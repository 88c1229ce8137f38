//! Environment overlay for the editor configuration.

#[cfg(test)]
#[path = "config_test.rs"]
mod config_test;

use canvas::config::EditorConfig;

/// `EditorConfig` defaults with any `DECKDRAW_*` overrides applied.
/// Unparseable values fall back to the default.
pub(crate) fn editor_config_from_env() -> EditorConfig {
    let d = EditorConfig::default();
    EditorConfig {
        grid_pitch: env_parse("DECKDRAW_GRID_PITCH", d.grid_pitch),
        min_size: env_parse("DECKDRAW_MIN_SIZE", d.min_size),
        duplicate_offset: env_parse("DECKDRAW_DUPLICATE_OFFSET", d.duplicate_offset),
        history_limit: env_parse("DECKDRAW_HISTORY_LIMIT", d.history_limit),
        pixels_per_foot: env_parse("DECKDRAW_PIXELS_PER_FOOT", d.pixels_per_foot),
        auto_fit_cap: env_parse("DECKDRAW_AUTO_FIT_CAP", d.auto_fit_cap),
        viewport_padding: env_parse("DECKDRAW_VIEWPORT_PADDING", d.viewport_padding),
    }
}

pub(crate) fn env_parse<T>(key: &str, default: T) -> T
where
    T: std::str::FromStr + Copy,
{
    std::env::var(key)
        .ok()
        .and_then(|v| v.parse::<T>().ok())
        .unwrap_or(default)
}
========================================
→ **Work instructions**
Working from the listing above, give it again word for word.

→ **Result of this task**
repository 88c1229ce8137f38
//! Environment overlay for the editor configuration.

#[cfg(test)]
#[path = "config_test.rs"]
mod config_test;

use canvas::config::EditorConfig;

/// `EditorConfig` defaults with any `DECKDRAW_*` overrides applied.
/// Unparseable values fall back to the default.
pub(crate) fn editor_config_from_env() -> EditorConfig {
    let d = EditorConfig::default();
    EditorConfig {
        grid_pitch: env_parse("DECKDRAW_GRID_PITCH", d.grid_pitch),
        min_size: env_parse("DECKDRAW_MIN_SIZE", d.min_size),
        duplicate_offset: env_parse("DECKDRAW_DUPLICATE_OFFSET", d.duplicate_offset),
        history_limit: env_parse("DECKDRAW_HISTORY_LIMIT", d.history_limit),
        pixels_per_foot: env_parse("DECKDRAW_PIXELS_PER_FOOT", d.pixels_per_foot),
        auto_fit_cap: env_parse("DECKDRAW_AUTO_FIT_CAP", d.auto_fit_cap),
        viewport_padding: env_parse("DECKDRAW_VIEWPORT_PADDING", d.viewport_padding),
    }
}

pub(crate) fn env_parse<T>(key: &str, default: T) -> T
where
    T: std::str::FromStr + Copy,
{
    std::env::var(key)
        .ok()
        .and_then(|v| v.parse::<T>().ok())
        .unwrap_or(default)
}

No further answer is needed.